----- RECORDS FOR THE TASK -----
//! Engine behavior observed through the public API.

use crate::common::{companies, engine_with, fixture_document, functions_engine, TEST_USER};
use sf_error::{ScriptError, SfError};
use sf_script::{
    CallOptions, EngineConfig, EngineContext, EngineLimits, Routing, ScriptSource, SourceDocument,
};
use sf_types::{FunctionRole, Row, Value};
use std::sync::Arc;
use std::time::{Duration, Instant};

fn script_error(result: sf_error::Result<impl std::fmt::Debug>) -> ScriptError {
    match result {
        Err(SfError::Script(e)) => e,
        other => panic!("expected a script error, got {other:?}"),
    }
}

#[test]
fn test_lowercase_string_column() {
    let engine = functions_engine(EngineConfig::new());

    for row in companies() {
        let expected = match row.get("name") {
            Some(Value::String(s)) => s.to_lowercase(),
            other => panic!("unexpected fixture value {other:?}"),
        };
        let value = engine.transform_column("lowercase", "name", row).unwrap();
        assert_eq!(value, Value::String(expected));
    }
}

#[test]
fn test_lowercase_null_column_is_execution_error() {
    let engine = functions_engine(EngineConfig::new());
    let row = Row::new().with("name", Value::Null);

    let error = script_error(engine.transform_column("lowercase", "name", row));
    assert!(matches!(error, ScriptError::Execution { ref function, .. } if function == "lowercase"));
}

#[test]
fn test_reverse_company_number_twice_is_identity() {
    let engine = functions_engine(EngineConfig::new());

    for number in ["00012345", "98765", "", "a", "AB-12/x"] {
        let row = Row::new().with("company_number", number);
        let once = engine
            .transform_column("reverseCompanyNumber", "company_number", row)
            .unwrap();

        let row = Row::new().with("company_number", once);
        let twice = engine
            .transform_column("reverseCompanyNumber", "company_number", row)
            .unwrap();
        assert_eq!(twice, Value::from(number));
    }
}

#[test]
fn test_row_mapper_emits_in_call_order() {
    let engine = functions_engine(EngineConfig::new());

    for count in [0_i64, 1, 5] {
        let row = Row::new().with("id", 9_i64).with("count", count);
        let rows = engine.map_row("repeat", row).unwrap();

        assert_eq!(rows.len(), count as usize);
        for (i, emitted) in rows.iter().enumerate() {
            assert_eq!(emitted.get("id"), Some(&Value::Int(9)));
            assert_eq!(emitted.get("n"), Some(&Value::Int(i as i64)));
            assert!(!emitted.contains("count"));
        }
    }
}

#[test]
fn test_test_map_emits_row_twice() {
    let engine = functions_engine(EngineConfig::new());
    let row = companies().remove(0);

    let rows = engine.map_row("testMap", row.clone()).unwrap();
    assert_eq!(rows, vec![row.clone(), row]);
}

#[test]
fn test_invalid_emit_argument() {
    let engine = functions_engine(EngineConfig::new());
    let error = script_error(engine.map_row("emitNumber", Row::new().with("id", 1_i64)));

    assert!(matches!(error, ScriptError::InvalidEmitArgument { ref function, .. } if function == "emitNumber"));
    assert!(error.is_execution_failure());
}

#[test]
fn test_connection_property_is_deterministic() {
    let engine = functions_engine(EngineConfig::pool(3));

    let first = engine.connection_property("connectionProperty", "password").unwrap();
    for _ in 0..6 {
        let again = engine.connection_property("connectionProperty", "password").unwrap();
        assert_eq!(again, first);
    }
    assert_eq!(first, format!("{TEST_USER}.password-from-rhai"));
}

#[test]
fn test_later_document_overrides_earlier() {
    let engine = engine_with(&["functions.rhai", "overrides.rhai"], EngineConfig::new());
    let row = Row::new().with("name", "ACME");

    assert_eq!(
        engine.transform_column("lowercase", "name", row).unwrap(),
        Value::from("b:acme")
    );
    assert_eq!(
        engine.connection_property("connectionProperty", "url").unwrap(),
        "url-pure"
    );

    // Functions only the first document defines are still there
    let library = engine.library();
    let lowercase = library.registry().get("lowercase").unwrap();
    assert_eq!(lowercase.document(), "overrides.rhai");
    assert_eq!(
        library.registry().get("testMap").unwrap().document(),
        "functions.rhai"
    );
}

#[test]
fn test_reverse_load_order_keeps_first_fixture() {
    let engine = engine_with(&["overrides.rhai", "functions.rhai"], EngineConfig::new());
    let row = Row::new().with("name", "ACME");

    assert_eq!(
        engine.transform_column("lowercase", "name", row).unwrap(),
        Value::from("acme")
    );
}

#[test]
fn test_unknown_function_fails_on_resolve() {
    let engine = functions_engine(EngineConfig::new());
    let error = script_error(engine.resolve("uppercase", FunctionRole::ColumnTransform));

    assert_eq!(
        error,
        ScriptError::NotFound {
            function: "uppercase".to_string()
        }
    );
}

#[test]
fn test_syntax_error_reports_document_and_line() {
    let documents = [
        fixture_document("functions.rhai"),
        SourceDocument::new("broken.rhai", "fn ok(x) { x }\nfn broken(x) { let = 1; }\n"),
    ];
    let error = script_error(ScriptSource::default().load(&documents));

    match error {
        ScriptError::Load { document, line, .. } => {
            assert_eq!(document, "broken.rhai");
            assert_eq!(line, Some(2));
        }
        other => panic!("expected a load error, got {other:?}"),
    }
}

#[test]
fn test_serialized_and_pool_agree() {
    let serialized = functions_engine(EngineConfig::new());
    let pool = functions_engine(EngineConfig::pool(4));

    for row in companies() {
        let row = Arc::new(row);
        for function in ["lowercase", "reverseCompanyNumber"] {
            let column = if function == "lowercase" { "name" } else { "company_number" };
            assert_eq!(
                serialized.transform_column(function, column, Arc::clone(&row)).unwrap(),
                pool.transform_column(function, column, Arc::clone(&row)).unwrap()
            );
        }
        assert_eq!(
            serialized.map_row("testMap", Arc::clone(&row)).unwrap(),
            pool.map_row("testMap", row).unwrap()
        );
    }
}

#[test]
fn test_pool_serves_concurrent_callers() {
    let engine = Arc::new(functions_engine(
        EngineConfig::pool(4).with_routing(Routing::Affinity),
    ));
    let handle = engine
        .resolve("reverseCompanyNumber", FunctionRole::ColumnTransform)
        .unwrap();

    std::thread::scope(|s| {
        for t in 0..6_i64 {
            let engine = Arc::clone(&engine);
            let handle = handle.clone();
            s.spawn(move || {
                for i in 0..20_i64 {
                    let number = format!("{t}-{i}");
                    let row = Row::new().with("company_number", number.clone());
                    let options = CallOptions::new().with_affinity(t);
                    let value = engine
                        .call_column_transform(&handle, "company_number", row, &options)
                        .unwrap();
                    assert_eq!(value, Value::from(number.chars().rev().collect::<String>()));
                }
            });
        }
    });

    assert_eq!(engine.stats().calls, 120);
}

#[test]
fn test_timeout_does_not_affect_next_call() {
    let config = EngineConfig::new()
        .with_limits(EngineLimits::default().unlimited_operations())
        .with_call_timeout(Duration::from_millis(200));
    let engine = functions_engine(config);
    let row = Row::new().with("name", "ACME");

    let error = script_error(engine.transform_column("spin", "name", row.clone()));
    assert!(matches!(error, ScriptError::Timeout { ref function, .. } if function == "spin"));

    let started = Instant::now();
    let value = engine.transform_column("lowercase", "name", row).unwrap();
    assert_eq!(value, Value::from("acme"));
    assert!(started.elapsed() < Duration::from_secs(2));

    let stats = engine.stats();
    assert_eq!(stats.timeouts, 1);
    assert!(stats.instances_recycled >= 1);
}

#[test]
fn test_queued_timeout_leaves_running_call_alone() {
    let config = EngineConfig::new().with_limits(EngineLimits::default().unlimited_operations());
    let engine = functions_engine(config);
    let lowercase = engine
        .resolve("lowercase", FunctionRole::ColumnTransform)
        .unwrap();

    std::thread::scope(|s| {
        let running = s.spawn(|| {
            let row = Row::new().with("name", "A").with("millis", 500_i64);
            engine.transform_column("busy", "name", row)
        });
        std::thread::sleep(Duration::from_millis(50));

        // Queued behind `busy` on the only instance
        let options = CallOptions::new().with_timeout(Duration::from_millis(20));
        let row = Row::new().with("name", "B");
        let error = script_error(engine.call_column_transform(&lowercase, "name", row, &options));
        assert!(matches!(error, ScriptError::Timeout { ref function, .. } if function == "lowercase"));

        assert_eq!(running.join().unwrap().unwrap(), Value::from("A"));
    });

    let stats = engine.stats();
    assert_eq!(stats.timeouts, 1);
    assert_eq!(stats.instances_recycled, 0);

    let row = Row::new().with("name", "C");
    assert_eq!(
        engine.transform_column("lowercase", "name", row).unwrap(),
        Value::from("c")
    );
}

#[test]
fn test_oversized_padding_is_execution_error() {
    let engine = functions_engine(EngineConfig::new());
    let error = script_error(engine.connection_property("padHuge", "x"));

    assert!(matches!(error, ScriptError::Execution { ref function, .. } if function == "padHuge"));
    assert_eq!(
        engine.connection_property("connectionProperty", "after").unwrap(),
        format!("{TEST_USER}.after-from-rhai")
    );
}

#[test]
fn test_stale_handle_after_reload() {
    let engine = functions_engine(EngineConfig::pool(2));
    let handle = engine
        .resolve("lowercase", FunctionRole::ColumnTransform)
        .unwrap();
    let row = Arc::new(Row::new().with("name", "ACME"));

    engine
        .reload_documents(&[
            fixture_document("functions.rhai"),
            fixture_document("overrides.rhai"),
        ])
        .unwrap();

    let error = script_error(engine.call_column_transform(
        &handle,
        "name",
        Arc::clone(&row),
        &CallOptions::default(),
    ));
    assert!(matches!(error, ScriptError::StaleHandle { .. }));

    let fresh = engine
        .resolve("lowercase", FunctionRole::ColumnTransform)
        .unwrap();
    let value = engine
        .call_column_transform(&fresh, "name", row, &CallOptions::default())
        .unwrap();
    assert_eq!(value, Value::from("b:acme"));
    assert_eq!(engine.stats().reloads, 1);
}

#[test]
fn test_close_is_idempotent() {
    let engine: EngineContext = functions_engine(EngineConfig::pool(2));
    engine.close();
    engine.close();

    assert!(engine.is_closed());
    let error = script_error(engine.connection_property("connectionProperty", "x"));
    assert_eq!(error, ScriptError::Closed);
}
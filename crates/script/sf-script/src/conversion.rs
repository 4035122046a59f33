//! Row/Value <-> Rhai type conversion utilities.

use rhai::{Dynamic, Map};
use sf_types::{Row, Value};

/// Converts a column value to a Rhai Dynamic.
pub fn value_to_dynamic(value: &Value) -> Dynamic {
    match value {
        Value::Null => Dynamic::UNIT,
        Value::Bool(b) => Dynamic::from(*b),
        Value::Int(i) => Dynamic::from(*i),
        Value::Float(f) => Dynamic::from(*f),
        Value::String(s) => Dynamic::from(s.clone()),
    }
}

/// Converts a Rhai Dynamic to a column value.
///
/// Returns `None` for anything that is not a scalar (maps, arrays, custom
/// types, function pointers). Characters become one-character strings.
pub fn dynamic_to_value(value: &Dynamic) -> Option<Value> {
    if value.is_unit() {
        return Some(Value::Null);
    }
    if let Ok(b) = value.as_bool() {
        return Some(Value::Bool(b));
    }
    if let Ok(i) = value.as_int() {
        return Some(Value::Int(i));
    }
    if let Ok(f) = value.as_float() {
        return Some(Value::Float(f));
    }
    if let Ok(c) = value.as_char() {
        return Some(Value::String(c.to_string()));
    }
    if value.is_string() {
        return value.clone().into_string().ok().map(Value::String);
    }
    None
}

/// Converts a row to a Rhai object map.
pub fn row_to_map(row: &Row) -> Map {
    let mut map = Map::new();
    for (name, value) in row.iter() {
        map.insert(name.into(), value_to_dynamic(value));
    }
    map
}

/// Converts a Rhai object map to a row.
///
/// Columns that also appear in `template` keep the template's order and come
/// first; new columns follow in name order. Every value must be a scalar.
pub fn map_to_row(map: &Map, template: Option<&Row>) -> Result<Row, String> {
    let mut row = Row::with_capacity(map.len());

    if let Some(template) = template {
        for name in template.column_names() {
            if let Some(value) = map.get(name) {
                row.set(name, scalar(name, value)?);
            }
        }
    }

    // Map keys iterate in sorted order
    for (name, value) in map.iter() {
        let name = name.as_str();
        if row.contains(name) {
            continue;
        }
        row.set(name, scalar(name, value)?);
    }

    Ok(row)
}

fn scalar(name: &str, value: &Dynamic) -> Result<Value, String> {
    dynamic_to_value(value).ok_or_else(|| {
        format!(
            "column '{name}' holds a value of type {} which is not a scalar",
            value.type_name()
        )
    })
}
-----
— YOUR ASSIGNMENT —
Send back the lines of the records word for word, from the very first through the line containing "fn script_error(result: sf_error::Result<impl".

— SOLUTION FOR THIS PROBLEM —
//! Engine behavior observed through the public API.

use crate::common::{companies, engine_with, fixture_document, functions_engine, TEST_USER};
use sf_error::{ScriptError, SfError};
use sf_script::{
    CallOptions, EngineConfig, EngineContext, EngineLimits, Routing, ScriptSource, SourceDocument,
};
use sf_types::{FunctionRole, Row, Value};
use std::sync::Arc;
use std::time::{Duration, Instant};

fn script_error(result: sf_error::Result<impl std::fmt::Debug>) -> ScriptError {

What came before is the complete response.